PROVIDED DATA →
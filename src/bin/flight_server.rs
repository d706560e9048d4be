use std::{net::SocketAddr, path::PathBuf};

use clap::Parser;
use flight_http_bench::{
    common::{
        init_tracing, DEFAULT_BATCH_SIZE, DEFAULT_BIND_HOST, DEFAULT_DATA_FILE,
        DEFAULT_FLIGHT_PORT,
    },
    dataset::read_metadata,
    error::ServerError,
    server::{serve, DatasetFlightService, ServerOptions},
};
use tokio::net::lookup_host;
use tracing::info;

/// Arrow Flight server streaming one Parquet file.
#[derive(Parser, Debug)]
#[clap(version, about, long_about = None)]
struct Args {
    /// Parquet file to serve.
    #[clap(long, default_value = DEFAULT_DATA_FILE)]
    file: PathBuf,

    /// Host to bind.
    #[clap(long, default_value = DEFAULT_BIND_HOST)]
    host: String,

    /// Port to bind.
    #[clap(long, default_value_t = DEFAULT_FLIGHT_PORT)]
    port: u16,

    /// Rows per streamed record batch.
    #[clap(long, default_value_t = DEFAULT_BATCH_SIZE)]
    batch_size: usize,

    /// Enable debug logging.
    #[clap(short, long)]
    verbose: bool,
}

async fn resolve(host: &str, port: u16) -> Result<SocketAddr, ServerError> {
    lookup_host((host, port)).await?.next().ok_or_else(|| {
        ServerError::Bind(std::io::Error::new(
            std::io::ErrorKind::AddrNotAvailable,
            format!("cannot resolve {}:{}", host, port),
        ))
    })
}

#[tokio::main]
async fn main() {
    let args = Args::parse();
    init_tracing(args.verbose);

    let options = ServerOptions {
        file: args.file,
        host: args.host,
        port: args.port,
        batch_size: args.batch_size,
    };

    let service = match DatasetFlightService::try_new(
        &options.file,
        options.location(),
        options.batch_size,
    ) {
        Ok(service) => service,
        Err(err) => {
            eprintln!("Error: {}", err);
            eprintln!(
                "Create it first: generate_data --output {}",
                options.file.display()
            );
            std::process::exit(1);
        }
    };

    match read_metadata(service.file()) {
        Ok(meta) => info!(
            "Dataset has {} rows and {} columns",
            meta.rows,
            meta.schema.fields().len()
        ),
        Err(err) => {
            eprintln!("Error: {}", err);
            std::process::exit(1);
        }
    }

    let result = match resolve(&options.host, options.port).await {
        Ok(addr) => serve(service, addr).await,
        Err(err) => Err(err),
    };
    if let Err(err) = result {
        eprintln!("Error: {}", err);
        std::process::exit(1);
    }
}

EXERCISE AIM →
If the string "verbose" appears in a line of the entries, report the line.

ANSWER SECTION →
    verbose: bool,
    init_tracing(args.verbose);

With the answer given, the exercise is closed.